Born out of the desire of two friends and writers in the Lovecraft circle to preserve the inimitable work of their recently deceased doyen of the macabre, Arkham House expanded in its early decades into a visionary publishing house that not only republished the work of classic writers of the weird as well as pulp greats; everything from Robert E. Howard, Clark Ashton Smith, A.E. van Vogt, Frank Belknap Long, and Ray Bradbury, to William Hope Hodgson, Algernon Blackwood, and Seabury Quinn.

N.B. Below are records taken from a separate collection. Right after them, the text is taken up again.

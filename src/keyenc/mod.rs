//! Key encryption dispatch
//!
//! [`Encrypter`] and [`Decrypter`] are the contract every algorithm
//! implements. [`KeyEncrypter`] and [`KeyDecrypter`] are closed enums that
//! pick the implementation from a [`KeyEncryptionAlgorithm`] plus the key
//! material, so callers that only know the `alg` header value never name a
//! concrete type.
//!
//! # Example
//!
//! ```
//! use jwe_keyenc::{
//!     ContentEncryptionAlgorithm, DecryptionKey, Decrypter, EncryptionKey, Encrypter,
//!     KeyDecrypter, KeyEncrypter, KeyEncryptionAlgorithm,
//! };
//!
//! let kek = [0x42u8; 16];
//! let alg = KeyEncryptionAlgorithm::A128Kw;
//! let enc = ContentEncryptionAlgorithm::A128Gcm;
//!
//! let encrypter = KeyEncrypter::new(alg, enc, EncryptionKey::symmetric(&kek)).unwrap();
//! let output = encrypter.encrypt(None).unwrap();
//!
//! let decrypter =
//!     KeyDecrypter::new(alg, enc, DecryptionKey::symmetric(&kek), output.header()).unwrap();
//! let cek = decrypter.decrypt_for(alg, output.encrypted_key()).unwrap();
//! assert_eq!(&cek, output.cek());
//! ```

pub mod aes;
pub mod direct;
pub mod ecdh;
pub mod pbes2;
pub mod rsa;

use crate::algorithm::{AlgorithmFamily, ContentEncryptionAlgorithm, KeyEncryptionAlgorithm};
use crate::config::{EcdhConfig, Pbes2Config};
use crate::error::KeyEncError;
use crate::keygen;
use crate::types::{ByteSource, Cek, EcPrivateKey, EcPublicKey, KeyHeader, SymmetricKey};
use ::rsa::{RsaPrivateKey, RsaPublicKey};
use std::fmt;
use tracing::debug;

pub use self::aes::{AesGcmKwDecrypter, AesGcmKwEncrypter, AesKwDecrypter, AesKwEncrypter};
pub use self::direct::{DirectDecrypter, DirectEncrypter};
pub use self::ecdh::{EcdhEsDecrypter, EcdhEsEncrypter};
pub use self::pbes2::{Pbes2Decrypter, Pbes2Encrypter};
pub use self::rsa::{RsaOaepDecrypter, RsaOaepEncrypter, RsaPkcs1v15Decrypter, RsaPkcs1v15Encrypter};

/// Produces a CEK and its encrypted form for one recipient
pub trait Encrypter: Send + Sync {
    /// The algorithm identifier written to the `alg` header
    fn algorithm(&self) -> KeyEncryptionAlgorithm;

    /// Opaque key identifier for the `kid` header, if configured
    fn key_id(&self) -> Option<&str>;

    /// Encrypt `cek`, or a freshly generated CEK when `None`
    ///
    /// `dir` and `ECDH-ES` determine the CEK themselves and reject a
    /// supplied one.
    fn encrypt(&self, cek: Option<&Cek>) -> Result<ByteSource, KeyEncError>;
}

/// Recovers the CEK from the encrypted-key bytes
pub trait Decrypter: Send + Sync {
    fn algorithm(&self) -> KeyEncryptionAlgorithm;

    fn decrypt(&self, encrypted_key: &[u8]) -> Result<Cek, KeyEncError>;

    /// Decrypt after checking the message's `alg` against this decrypter
    fn decrypt_for(
        &self,
        alg: KeyEncryptionAlgorithm,
        encrypted_key: &[u8],
    ) -> Result<Cek, KeyEncError> {
        let own = self.algorithm();
        if alg != own {
            return Err(KeyEncError::mismatch(
                own.as_str(),
                format!("message alg is {}", alg),
            ));
        }
        self.decrypt(encrypted_key)
    }
}

/// Use the supplied CEK if its length fits `enc`, otherwise generate one
pub(crate) fn resolve_cek(
    enc: ContentEncryptionAlgorithm,
    cek: Option<&Cek>,
) -> Result<Cek, KeyEncError> {
    match cek {
        Some(cek) if cek.len() != enc.key_size() => Err(KeyEncError::InvalidKeyLength {
            expected: enc.key_size(),
            got: cek.len(),
        }),
        Some(cek) => Ok(cek.clone()),
        None => keygen::generate_cek(enc),
    }
}

/// Reject a recovered CEK whose length does not match `enc`
///
/// Reported as the detail-free [`KeyEncError::Integrity`] so a wrong-size
/// key looks the same as any other failed decryption.
pub(crate) fn check_cek_len(
    enc: ContentEncryptionAlgorithm,
    cek: Cek,
) -> Result<Cek, KeyEncError> {
    if cek.len() != enc.key_size() {
        return Err(KeyEncError::Integrity);
    }
    Ok(cek)
}

/// Check that `alg` belongs to `family` and `kek` has its wrap size
pub(crate) fn check_kek(
    alg: KeyEncryptionAlgorithm,
    family: AlgorithmFamily,
    kek: &[u8],
) -> Result<(), KeyEncError> {
    if alg.family() != family {
        return Err(KeyEncError::mismatch(
            alg.as_str(),
            format!("expected a {:?} algorithm", family),
        ));
    }
    let expected = alg
        .kek_size()
        .ok_or_else(|| KeyEncError::mismatch(alg.as_str(), "no key wrap size"))?;
    if kek.len() != expected {
        return Err(KeyEncError::InvalidKeyLength {
            expected,
            got: kek.len(),
        });
    }
    Ok(())
}

/// Recipient key material for encryption
#[derive(Clone)]
pub enum EncryptionKey {
    /// Shared key for `dir`, AES-KW and AES-GCM-KW
    Symmetric(SymmetricKey),
    /// Password for PBES2
    Password(SymmetricKey),
    Rsa(RsaPublicKey),
    Ec(EcPublicKey),
}

impl EncryptionKey {
    pub fn symmetric(key: &[u8]) -> Self {
        EncryptionKey::Symmetric(SymmetricKey::from_slice(key))
    }

    pub fn password(password: impl AsRef<[u8]>) -> Self {
        EncryptionKey::Password(SymmetricKey::from_slice(password.as_ref()))
    }

    fn kind_name(&self) -> &'static str {
        match self {
            EncryptionKey::Symmetric(_) => "symmetric",
            EncryptionKey::Password(_) => "password",
            EncryptionKey::Rsa(_) => "RSA",
            EncryptionKey::Ec(_) => "EC",
        }
    }
}

impl fmt::Debug for EncryptionKey {
    fn fmt(&self, f: &mut fmt::Formatter<'_>) -> fmt::Result {
        match self {
            EncryptionKey::Symmetric(key) => f.debug_tuple("Symmetric").field(key).finish(),
            EncryptionKey::Password(_) => f.write_str("Password([REDACTED])"),
            EncryptionKey::Rsa(key) => f.debug_tuple("Rsa").field(key).finish(),
            EncryptionKey::Ec(key) => f.debug_tuple("Ec").field(key).finish(),
        }
    }
}

/// Recipient key material for decryption
#[derive(Clone)]
pub enum DecryptionKey {
    Symmetric(SymmetricKey),
    Password(SymmetricKey),
    Rsa(RsaPrivateKey),
    Ec(EcPrivateKey),
}

impl DecryptionKey {
    pub fn symmetric(key: &[u8]) -> Self {
        DecryptionKey::Symmetric(SymmetricKey::from_slice(key))
    }

    pub fn password(password: impl AsRef<[u8]>) -> Self {
        DecryptionKey::Password(SymmetricKey::from_slice(password.as_ref()))
    }

    fn kind_name(&self) -> &'static str {
        match self {
            DecryptionKey::Symmetric(_) => "symmetric",
            DecryptionKey::Password(_) => "password",
            DecryptionKey::Rsa(_) => "RSA",
            DecryptionKey::Ec(_) => "EC",
        }
    }
}

impl fmt::Debug for DecryptionKey {
    fn fmt(&self, f: &mut fmt::Formatter<'_>) -> fmt::Result {
        match self {
            DecryptionKey::Symmetric(key) => f.debug_tuple("Symmetric").field(key).finish(),
            DecryptionKey::Password(_) => f.write_str("Password([REDACTED])"),
            DecryptionKey::Rsa(_) => f.write_str("Rsa([REDACTED])"),
            DecryptionKey::Ec(key) => f.debug_tuple("Ec").field(key).finish(),
        }
    }
}

/// Forward a call to whichever implementation the enum holds
macro_rules! dispatch {
    ($value:expr, $inner:ident => $body:expr) => {
        match $value {
            Self::Direct($inner) => $body,
            Self::AesKw($inner) => $body,
            Self::AesGcmKw($inner) => $body,
            Self::RsaOaep($inner) => $body,
            Self::RsaPkcs1v15($inner) => $body,
            Self::EcdhEs($inner) => $body,
            Self::Pbes2($inner) => $body,
        }
    };
}

/// Encrypter selected from an algorithm identifier and key material
#[derive(Debug, Clone)]
pub enum KeyEncrypter {
    Direct(DirectEncrypter),
    AesKw(AesKwEncrypter),
    AesGcmKw(AesGcmKwEncrypter),
    RsaOaep(RsaOaepEncrypter),
    RsaPkcs1v15(RsaPkcs1v15Encrypter),
    EcdhEs(EcdhEsEncrypter),
    Pbes2(Pbes2Encrypter),
}

impl KeyEncrypter {
    /// Build the encrypter for `alg`
    ///
    /// Fails with [`KeyEncError::KeyMismatch`] when `key` is the wrong kind
    /// of key for `alg`, and with the implementation's own error when the
    /// key itself is unusable (wrong length, undersized modulus).
    pub fn new(
        alg: KeyEncryptionAlgorithm,
        enc: ContentEncryptionAlgorithm,
        key: EncryptionKey,
    ) -> Result<Self, KeyEncError> {
        let encrypter = match (alg.family(), key) {
            (AlgorithmFamily::Direct, EncryptionKey::Symmetric(key)) => {
                Self::Direct(DirectEncrypter::new(enc, key.as_slice())?)
            }
            (AlgorithmFamily::AesKw, EncryptionKey::Symmetric(key)) => {
                Self::AesKw(AesKwEncrypter::new(alg, enc, key.as_slice())?)
            }
            (AlgorithmFamily::AesGcmKw, EncryptionKey::Symmetric(key)) => {
                Self::AesGcmKw(AesGcmKwEncrypter::new(alg, enc, key.as_slice())?)
            }
            (AlgorithmFamily::RsaOaep, EncryptionKey::Rsa(key)) => {
                Self::RsaOaep(RsaOaepEncrypter::new(alg, enc, key)?)
            }
            (AlgorithmFamily::RsaPkcs1v15, EncryptionKey::Rsa(key)) => {
                Self::RsaPkcs1v15(RsaPkcs1v15Encrypter::new(enc, key)?)
            }
            (AlgorithmFamily::EcdhEs | AlgorithmFamily::EcdhEsKw, EncryptionKey::Ec(key)) => {
                Self::EcdhEs(EcdhEsEncrypter::new(alg, enc, key)?)
            }
            (AlgorithmFamily::Pbes2, EncryptionKey::Password(password)) => {
                Self::Pbes2(Pbes2Encrypter::new(alg, enc, password.as_slice())?)
            }
            (_, key) => {
                return Err(KeyEncError::mismatch(
                    alg.as_str(),
                    format!("cannot encrypt with a {} key", key.kind_name()),
                ))
            }
        };
        debug!("Created key encrypter for alg {} enc {}", alg, enc);
        Ok(encrypter)
    }

    pub fn with_key_id(self, key_id: impl Into<String>) -> Self {
        match self {
            Self::Direct(e) => Self::Direct(e.with_key_id(key_id)),
            Self::AesKw(e) => Self::AesKw(e.with_key_id(key_id)),
            Self::AesGcmKw(e) => Self::AesGcmKw(e.with_key_id(key_id)),
            Self::RsaOaep(e) => Self::RsaOaep(e.with_key_id(key_id)),
            Self::RsaPkcs1v15(e) => Self::RsaPkcs1v15(e.with_key_id(key_id)),
            Self::EcdhEs(e) => Self::EcdhEs(e.with_key_id(key_id)),
            Self::Pbes2(e) => Self::Pbes2(e.with_key_id(key_id)),
        }
    }

    /// Set `apu` / `apv`; only valid for the ECDH-ES algorithms
    pub fn with_ecdh_config(self, config: EcdhConfig) -> Result<Self, KeyEncError> {
        match self {
            Self::EcdhEs(e) => Ok(Self::EcdhEs(e.with_config(config))),
            other => Err(KeyEncError::mismatch(
                other.algorithm().as_str(),
                "agreement info applies only to ECDH-ES",
            )),
        }
    }

    /// Set the PBES2 iteration count and salt length
    pub fn with_pbes2_config(self, config: Pbes2Config) -> Result<Self, KeyEncError> {
        match self {
            Self::Pbes2(e) => Ok(Self::Pbes2(e.with_config(config)?)),
            other => Err(KeyEncError::mismatch(
                other.algorithm().as_str(),
                "PBES2 settings apply only to PBES2",
            )),
        }
    }
}

impl Encrypter for KeyEncrypter {
    fn algorithm(&self) -> KeyEncryptionAlgorithm {
        dispatch!(self, e => e.algorithm())
    }

    fn key_id(&self) -> Option<&str> {
        dispatch!(self, e => e.key_id())
    }

    fn encrypt(&self, cek: Option<&Cek>) -> Result<ByteSource, KeyEncError> {
        let output = dispatch!(self, e => e.encrypt(cek))?;
        debug!(
            "Encrypted CEK with {} (kid {:?}): cek {} bytes, encrypted key {} bytes",
            self.algorithm(),
            self.key_id(),
            output.cek().len(),
            output.encrypted_key().len()
        );
        Ok(output)
    }
}

/// Decrypter selected from an algorithm identifier, key material and the
/// message header
#[derive(Debug, Clone)]
pub enum KeyDecrypter {
    Direct(DirectDecrypter),
    AesKw(AesKwDecrypter),
    AesGcmKw(AesGcmKwDecrypter),
    RsaOaep(RsaOaepDecrypter),
    RsaPkcs1v15(RsaPkcs1v15Decrypter),
    EcdhEs(EcdhEsDecrypter),
    Pbes2(Pbes2Decrypter),
}

impl KeyDecrypter {
    /// Build the decrypter for `alg`
    ///
    /// `header` supplies the per-message values the algorithm needs (`iv`
    /// and `tag`, `epk`, `p2s` and `p2c`); algorithms that need none ignore it.
    pub fn new(
        alg: KeyEncryptionAlgorithm,
        enc: ContentEncryptionAlgorithm,
        key: DecryptionKey,
        header: &KeyHeader,
    ) -> Result<Self, KeyEncError> {
        let decrypter = match (alg.family(), key) {
            (AlgorithmFamily::Direct, DecryptionKey::Symmetric(key)) => {
                Self::Direct(DirectDecrypter::new(enc, key.as_slice())?)
            }
            (AlgorithmFamily::AesKw, DecryptionKey::Symmetric(key)) => {
                Self::AesKw(AesKwDecrypter::new(alg, enc, key.as_slice())?)
            }
            (AlgorithmFamily::AesGcmKw, DecryptionKey::Symmetric(key)) => {
                Self::AesGcmKw(AesGcmKwDecrypter::new(alg, enc, key.as_slice(), header)?)
            }
            (AlgorithmFamily::RsaOaep, DecryptionKey::Rsa(key)) => {
                Self::RsaOaep(RsaOaepDecrypter::new(alg, enc, key)?)
            }
            (AlgorithmFamily::RsaPkcs1v15, DecryptionKey::Rsa(key)) => {
                Self::RsaPkcs1v15(RsaPkcs1v15Decrypter::new(enc, key)?)
            }
            (AlgorithmFamily::EcdhEs | AlgorithmFamily::EcdhEsKw, DecryptionKey::Ec(key)) => {
                Self::EcdhEs(EcdhEsDecrypter::new(alg, enc, key, header)?)
            }
            (AlgorithmFamily::Pbes2, DecryptionKey::Password(password)) => {
                Self::Pbes2(Pbes2Decrypter::new(alg, enc, password.as_slice(), header)?)
            }
            (_, key) => {
                return Err(KeyEncError::mismatch(
                    alg.as_str(),
                    format!("cannot decrypt with a {} key", key.kind_name()),
                ))
            }
        };
        debug!("Created key decrypter for alg {} enc {}", alg, enc);
        Ok(decrypter)
    }

    /// Set the accepted PBES2 iteration bound
    pub fn with_pbes2_config(self, config: Pbes2Config) -> Result<Self, KeyEncError> {
        match self {
            Self::Pbes2(d) => Ok(Self::Pbes2(d.with_config(config))),
            other => Err(KeyEncError::mismatch(
                other.algorithm().as_str(),
                "PBES2 settings apply only to PBES2",
            )),
        }
    }
}

impl Decrypter for KeyDecrypter {
    fn algorithm(&self) -> KeyEncryptionAlgorithm {
        dispatch!(self, d => d.algorithm())
    }

    fn decrypt(&self, encrypted_key: &[u8]) -> Result<Cek, KeyEncError> {
        debug!(
            "Decrypting CEK with {}: encrypted key {} bytes",
            self.algorithm(),
            encrypted_key.len()
        );
        dispatch!(self, d => d.decrypt(encrypted_key))
    }
}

Arkham House even began to publish original fiction, as well as contribute enormously to literary scholarship with the earliest collection of Lovecraftian correspondence.
From August Derleth’s and Donald Wandrei’s humble beginnings with The Outsider and Others, through their dogged determination to keep their indie press alive and along with it the spark of the pulp era, and from their provision of a dark but well-ordered corner of weird horror and gothic strangeness during a time when mainstream publishing would have just been happy with more stories about rocketships, the little press that started as a way to honor the departed maestro has had an impact far greater than its originators could have ever imagined.